**EXERCISE PROMPT**. Give back every entry below, unchanged.

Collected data
· · · · · · ·
//! Validation behavior configuration.

use serde::{Deserialize, Serialize};

/// Configuration for conformance checking.
#[derive(Debug, Clone, Serialize, Deserialize)]
pub struct ValidationConfig {
    /// Whether to check incoming requests.
    pub validate_requests: bool,
    /// Whether to check captured responses.
    pub validate_responses: bool,
}

impl Default for ValidationConfig {
    fn default() -> Self {
        Self {
            validate_requests: true,
            validate_responses: true,
        }
    }
}

impl ValidationConfig {
    /// A configuration that checks nothing.
    pub fn permissive() -> Self {
        Self {
            validate_requests: false,
            validate_responses: false,
        }
    }

    /// A configuration that checks requests only.
    pub fn request_only() -> Self {
        Self {
            validate_requests: true,
            validate_responses: false,
        }
    }
}

#[cfg(test)]
mod tests {
    use super::*;

    #[test]
    fn test_default_checks_both_sides() {
        let config = ValidationConfig::default();
        assert!(config.validate_requests);
        assert!(config.validate_responses);
    }

    #[test]
    fn test_permissive_checks_nothing() {
        let config = ValidationConfig::permissive();
        assert!(!config.validate_requests);
        assert!(!config.validate_responses);
    }
}
//! The checker facade.
//!
//! A [`Checker`] owns one parsed contract and mints conformance
//! middleware instances around arbitrary handlers. Contract documents are
//! expensive to parse, so one checker is built per contract and its router
//! is shared read-only by every middleware it mints.

use std::path::Path;
use std::sync::Arc;

use vigil_contract::{Contract, ContractError, ContractRouter, DocumentLoader, ValidationConfig};

use crate::handler::HttpHandler;
use crate::middleware::ConformanceMiddleware;

/// Builds conformance middleware from one API contract.
#[derive(Debug, Clone)]
pub struct Checker {
    router: Arc<ContractRouter>,
}

impl Checker {
    /// Loads the contract document at `path` and builds a checker.
    ///
    /// A missing, unreadable, or invalid document fails here, once, at
    /// construction; nothing on the exchange path can raise it again.
    pub async fn from_file(path: impl AsRef<Path>) -> Result<Self, ContractError> {
        let contract = DocumentLoader::from_file(path).await?;
        Ok(Self::new(contract))
    }

    /// Builds a checker from a contract document in a JSON string.
    pub fn from_json(json: &str) -> Result<Self, ContractError> {
        let contract = DocumentLoader::from_json(json)?;
        Ok(Self::new(contract))
    }

    /// Builds a checker from an already-loaded contract.
    pub fn new(contract: Contract) -> Self {
        Self::with_config(contract, ValidationConfig::default())
    }

    /// Builds a checker with a specific validation configuration.
    pub fn with_config(contract: Contract, config: ValidationConfig) -> Self {
        Self {
            router: Arc::new(ContractRouter::new(contract, config)),
        }
    }

    /// Wraps a handler with conformance checking.
    ///
    /// Every middleware minted from the same checker shares the parsed
    /// contract; each gets its own issue log.
    pub fn middleware<H: HttpHandler>(&self, next: H) -> ConformanceMiddleware<H> {
        ConformanceMiddleware::new(self.router.clone(), next)
    }

    /// The shared contract router.
    pub fn router(&self) -> &Arc<ContractRouter> {
        &self.router
    }
}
· · · · · · ·
**COMPLETED EXERCISE**.
//! Validation behavior configuration.

use serde::{Deserialize, Serialize};

/// Configuration for conformance checking.
#[derive(Debug, Clone, Serialize, Deserialize)]
pub struct ValidationConfig {
    /// Whether to check incoming requests.
    pub validate_requests: bool,
    /// Whether to check captured responses.
    pub validate_responses: bool,
}

impl Default for ValidationConfig {
    fn default() -> Self {
        Self {
            validate_requests: true,
            validate_responses: true,
        }
    }
}

impl ValidationConfig {
    /// A configuration that checks nothing.
    pub fn permissive() -> Self {
        Self {
            validate_requests: false,
            validate_responses: false,
        }
    }

    /// A configuration that checks requests only.
    pub fn request_only() -> Self {
        Self {
            validate_requests: true,
            validate_responses: false,
        }
    }
}

#[cfg(test)]
mod tests {
    use super::*;

    #[test]
    fn test_default_checks_both_sides() {
        let config = ValidationConfig::default();
        assert!(config.validate_requests);
        assert!(config.validate_responses);
    }

    #[test]
    fn test_permissive_checks_nothing() {
        let config = ValidationConfig::permissive();
        assert!(!config.validate_requests);
        assert!(!config.validate_responses);
    }
}
//! The checker facade.
//!
//! A [`Checker`] owns one parsed contract and mints conformance
//! middleware instances around arbitrary handlers. Contract documents are
//! expensive to parse, so one checker is built per contract and its router
//! is shared read-only by every middleware it mints.

use std::path::Path;
use std::sync::Arc;

use vigil_contract::{Contract, ContractError, ContractRouter, DocumentLoader, ValidationConfig};

use crate::handler::HttpHandler;
use crate::middleware::ConformanceMiddleware;

/// Builds conformance middleware from one API contract.
#[derive(Debug, Clone)]
pub struct Checker {
    router: Arc<ContractRouter>,
}

impl Checker {
    /// Loads the contract document at `path` and builds a checker.
    ///
    /// A missing, unreadable, or invalid document fails here, once, at
    /// construction; nothing on the exchange path can raise it again.
    pub async fn from_file(path: impl AsRef<Path>) -> Result<Self, ContractError> {
        let contract = DocumentLoader::from_file(path).await?;
        Ok(Self::new(contract))
    }

    /// Builds a checker from a contract document in a JSON string.
    pub fn from_json(json: &str) -> Result<Self, ContractError> {
        let contract = DocumentLoader::from_json(json)?;
        Ok(Self::new(contract))
    }

    /// Builds a checker from an already-loaded contract.
    pub fn new(contract: Contract) -> Self {
        Self::with_config(contract, ValidationConfig::default())
    }

    /// Builds a checker with a specific validation configuration.
    pub fn with_config(contract: Contract, config: ValidationConfig) -> Self {
        Self {
            router: Arc::new(ContractRouter::new(contract, config)),
        }
    }

    /// Wraps a handler with conformance checking.
    ///
    /// Every middleware minted from the same checker shares the parsed
    /// contract; each gets its own issue log.
    pub fn middleware<H: HttpHandler>(&self, next: H) -> ConformanceMiddleware<H> {
        ConformanceMiddleware::new(self.router.clone(), next)
    }

    /// The shared contract router.
    pub fn router(&self) -> &Arc<ContractRouter> {
        &self.router
    }
}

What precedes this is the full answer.